Warga di wilayah terdampak diimbau mengurangi aktivitas di luar rumah ketika hujan abu terjadi. Kelompok rentan seperti anak-anak, lanjut usia, ibu hamil, dan masyarakat dengan gangguan pernapasan diminta mendapat perhatian lebih.
Bagi warga yang terpaksa keluar rumah, penggunaan masker atau pelindung pernapasan serta kacamata pelindung sangat dianjurkan. Pintu, jendela, dan ventilasi rumah juga sebaiknya ditutup untuk mencegah abu masuk ke dalam rumah.

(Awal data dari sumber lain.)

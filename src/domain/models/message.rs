use serde::{Deserialize, Serialize};

/// Origin of a message
#[derive(Debug, Clone, Copy, PartialEq, Eq, Hash, Serialize, Deserialize)]
#[serde(rename_all = "lowercase")]
pub enum Sender {
    Human,
    Assistant,
}

impl Sender {
    pub fn is_human(&self) -> bool {
        matches!(self, Sender::Human)
    }

    pub fn as_str(&self) -> &'static str {
        match self {
            Sender::Human => "human",
            Sender::Assistant => "assistant",
        }
    }
}

impl std::str::FromStr for Sender {
    type Err = String;

    fn from_str(s: &str) -> Result<Self, Self::Err> {
        match s.to_lowercase().as_str() {
            "human" | "user" => Ok(Sender::Human),
            "assistant" | "model" | "ai" => Ok(Sender::Assistant),
            _ => Err(format!("Unknown sender: {}", s)),
        }
    }
}

/// How an artifact tool call changes its document
#[derive(Debug, Clone, Copy, PartialEq, Eq, Default, Serialize, Deserialize)]
#[serde(rename_all = "lowercase")]
pub enum ArtifactCommand {
    #[default]
    Create,
    Update,
    Rewrite,
}

/// Generated code or document attached to an assistant message
#[derive(Debug, Clone, PartialEq, Serialize, Deserialize)]
pub struct Artifact {
    #[serde(default)]
    pub id: Option<String>,
    pub title: String,
    /// Language or kind tag (e.g. "application/vnd.ant.code", "text/markdown")
    #[serde(rename = "type", default)]
    pub artifact_type: String,
    #[serde(default)]
    pub command: ArtifactCommand,
    #[serde(default)]
    pub content: String,
    #[serde(default)]
    pub old_str: Option<String>,
    #[serde(default)]
    pub new_str: Option<String>,
    #[serde(default)]
    pub language: Option<String>,
}

/// Tool invocation made by the assistant, with its result when one was recorded
#[derive(Debug, Clone, PartialEq, Serialize, Deserialize)]
pub struct ToolCall {
    #[serde(default)]
    pub id: Option<String>,
    pub name: String,
    #[serde(default)]
    pub input: serde_json::Value,
    #[serde(default)]
    pub result: Option<String>,
    #[serde(default)]
    pub is_error: bool,
}

#[derive(Debug, Clone, PartialEq, Serialize, Deserialize)]
pub struct Citation {
    #[serde(default)]
    pub title: Option<String>,
    pub url: String,
    #[serde(default)]
    pub snippet: Option<String>,
}

/// User-supplied file, optionally with its text already extracted
#[derive(Debug, Clone, PartialEq, Serialize, Deserialize)]
pub struct Attachment {
    pub file_name: String,
    #[serde(default)]
    pub file_type: Option<String>,
    #[serde(default)]
    pub file_size: Option<u64>,
    #[serde(default)]
    pub extracted_content: Option<String>,
}

/// Image reference: inline base64 payload and/or a URL
#[derive(Debug, Clone, PartialEq, Serialize, Deserialize)]
pub struct ImageRef {
    pub file_name: String,
    #[serde(default)]
    pub mime_type: Option<String>,
    #[serde(default)]
    pub url: Option<String>,
    /// Base64 payload (no data-URL prefix)
    #[serde(default)]
    pub data: Option<String>,
}

/// Branch placement computed by the branch graph builder
#[derive(Debug, Clone, PartialEq, Eq, Serialize, Deserialize)]
pub struct BranchAnnotation {
    pub branch_id: String,
    pub branch_level: u32,
    pub is_branch_point: bool,
    pub child_count: usize,
}

impl Default for BranchAnnotation {
    fn default() -> Self {
        Self {
            branch_id: MAIN_BRANCH.to_string(),
            branch_level: 0,
            is_branch_point: false,
            child_count: 0,
        }
    }
}

impl BranchAnnotation {
    pub fn is_main(&self) -> bool {
        self.branch_id == MAIN_BRANCH
    }
}

pub const MAIN_BRANCH: &str = "main";

/// One normalized turn in a conversation
#[derive(Debug, Clone, PartialEq, Serialize, Deserialize)]
pub struct Message {
    pub uuid: String,
    #[serde(default)]
    pub parent_uuid: Option<String>,
    pub sender: Sender,
    #[serde(default)]
    pub display_text: String,
    #[serde(default)]
    pub thinking: Option<String>,
    #[serde(default)]
    pub artifacts: Vec<Artifact>,
    #[serde(default)]
    pub tools: Vec<ToolCall>,
    #[serde(default)]
    pub citations: Vec<Citation>,
    #[serde(default)]
    pub attachments: Vec<Attachment>,
    #[serde(default)]
    pub images: Vec<ImageRef>,
    #[serde(default)]
    pub timestamp: Option<String>,
    #[serde(default)]
    pub branch: BranchAnnotation,
}

impl Message {
    pub fn new(uuid: impl Into<String>, parent_uuid: Option<String>, sender: Sender, text: impl Into<String>) -> Self {
        Self {
            uuid: uuid.into(),
            parent_uuid,
            sender,
            display_text: text.into(),
            thinking: None,
            artifacts: Vec::new(),
            tools: Vec::new(),
            citations: Vec::new(),
            attachments: Vec::new(),
            images: Vec::new(),
            timestamp: None,
            branch: BranchAnnotation::default(),
        }
    }

    /// Thinking text, if present and non-blank
    pub fn thinking_text(&self) -> Option<&str> {
        self.thinking.as_deref().filter(|t| !t.trim().is_empty())
    }

    pub fn has_text(&self) -> bool {
        !self.display_text.trim().is_empty()
    }
}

Sumber air dan tempat penampungan air juga perlu ditutup agar tidak tercemar abu vulkanik. Makanan dan minuman yang terkena abu harus dibersihkan sebelum dikonsumsi.
Upaya mitigasi juga dilakukan pemerintah pekon di sejumlah wilayah terdampak. Di Pekon Sampang Turus, Kecamatan Wonosobo, Kepala Pekon Marhawi membagikan masker kepada warga.
Marhawi mengatakan, abu vulkanik mulai dirasakan masyarakat sejak Sabtu siang. Pemerintah pekon kemudian bergerak membagikan masker setelah menerima imbauan dari pemerintah daerah.